Azure AD SAML Integration with LeanIX SMP

Information

This documentation is deprecated. Refer to it only if your Authentication & Authorization is still configured via the legacy SMP interface. Please refer to Authentication & Authorization for the latest documentation on Authentication & Authorization.

Create a new Enterprise Application in AzureAD

  1. Login to your Microsoft Azure Active Directory and go to Enterprise Applications, click New Application

  1. Select Create your own application

  1. Enter LeanIX SMP to name field and select Integrate any other application you don’t find in the gallery and then click Create

  1. When LeanIX SMP enterprise application is added select 2. Set up single sign on.

  1. Then select SAML single sign-on method

  1. For Set up Single Sign-On with SAML step you will need data from LeanIX SMP settings.

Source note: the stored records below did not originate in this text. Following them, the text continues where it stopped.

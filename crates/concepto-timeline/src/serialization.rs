//! Timeline persistence document with versioning and migration.
//!
//! The per-episode document is JSON with a schema version field. Older
//! documents (written before the wrapper existed) are migrated on read.
//! Timestamps round-trip through the store-native shape; the loader
//! also accepts the three legacy shapes (see `concepto_core::timestamp`).

use concepto_core::{clamp_duration, clamp_start, ConceptoError, Result};
use serde::{Deserialize, Serialize};

use crate::timeline::Timeline;

/// Current schema version.
pub const CURRENT_VERSION: u32 = 1;

/// Versioned timeline document wrapper.
#[derive(Debug, Serialize, Deserialize)]
pub struct TimelineDocument {
    /// Schema version for migration.
    pub version: u32,
    /// The timeline data.
    pub timeline: Timeline,
    /// Application version that wrote this document.
    pub app_version: String,
}

impl TimelineDocument {
    /// Wrap a timeline for writing. Numeric fields are repaired and the
    /// derived duration recomputed so the stored representation is never
    /// corrupted, whatever state the in-memory model was left in.
    pub fn new(mut timeline: Timeline) -> Self {
        for slide in &mut timeline.slides {
            slide.start_time = clamp_start(slide.start_time);
            slide.duration = clamp_duration(slide.duration);
        }
        for track in &mut timeline.audio_tracks {
            track.start_time = clamp_start(track.start_time);
            track.duration = clamp_duration(track.duration);
        }
        timeline.recompute_total_duration();

        Self {
            version: CURRENT_VERSION,
            timeline,
            app_version: env!("CARGO_PKG_VERSION").to_string(),
        }
    }

    /// Serialize to JSON bytes.
    pub fn to_json(&self) -> Result<Vec<u8>> {
        serde_json::to_vec_pretty(self).map_err(|e| {
            ConceptoError::Serialization(format!("Failed to serialize timeline: {}", e))
        })
    }

    /// Deserialize from JSON bytes, applying migrations if needed.
    pub fn from_json(data: &[u8]) -> Result<Self> {
        let raw: serde_json::Value = serde_json::from_slice(data)
            .map_err(|e| ConceptoError::Serialization(format!("Invalid JSON: {}", e)))?;

        let version = raw.get("version").and_then(|v| v.as_u64()).unwrap_or(0) as u32;

        if version > CURRENT_VERSION {
            return Err(ConceptoError::Serialization(format!(
                "Timeline document version {} is newer than supported version {}",
                version, CURRENT_VERSION
            )));
        }

        let migrated = migrate(raw, version)?;

        serde_json::from_value(migrated)
            .map_err(|e| ConceptoError::Serialization(format!("Failed to parse timeline: {}", e)))
    }
}

/// Apply sequential migrations from `from_version` to CURRENT_VERSION.
fn migrate(mut data: serde_json::Value, from_version: u32) -> Result<serde_json::Value> {
    let mut version = from_version;

    while version < CURRENT_VERSION {
        match version {
            0 => {
                // v0 → v1: bare timeline without the version wrapper
                if data.get("version").is_none() {
                    data = serde_json::json!({
                        "version": 1,
                        "timeline": data,
                        "app_version": "0.1.0",
                    });
                }
                version = 1;
            }
            _ => {
                return Err(ConceptoError::Serialization(format!(
                    "No migration path from version {}",
                    version
                )));
            }
        }
    }

    Ok(data)
}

Select Custom (SAML) option for Single Sign On.

In Azure AD select Edit under Basic SAML Configuration:
● Copy Identifier (Entity ID) value from LeanIX SMP and paste it in Azure AD field Identifier (Entity ID) _field and set it as _Default.
Copy Reply URL value from LeanIX SMP and paste it in Azure AD field Reply URL (Assertion Consumer Service URL) and set it as Default.
● Copy Single Sign On URL value from LeanIX SMP and paste it under Sign on URL.

Click Save.

  1. Under SAML Signing Certificate download the Federation Metadata XML as you will need to upload this file into LeanIX SMP.

Setup LeanIX SMP AzureAD SAML SSO

  1. In Account settings SSO settings in LeanIX SMP, select Custom (SAML) and upload the file you downloaded before from Azure AD, under Provider metadata.

  1. Set Allowed domains (e.g. your-company.com or login.microsoftonline.com) from which are users allowed to sign in.
  2. Last, click on Enabled checkbox and Save changes for SAML button and
  3. You should be able to sign in to LeanIX SMP using AzureAD. In case of misconfiguration please use username/password to sign into LeanIX SMP to modify your configuration.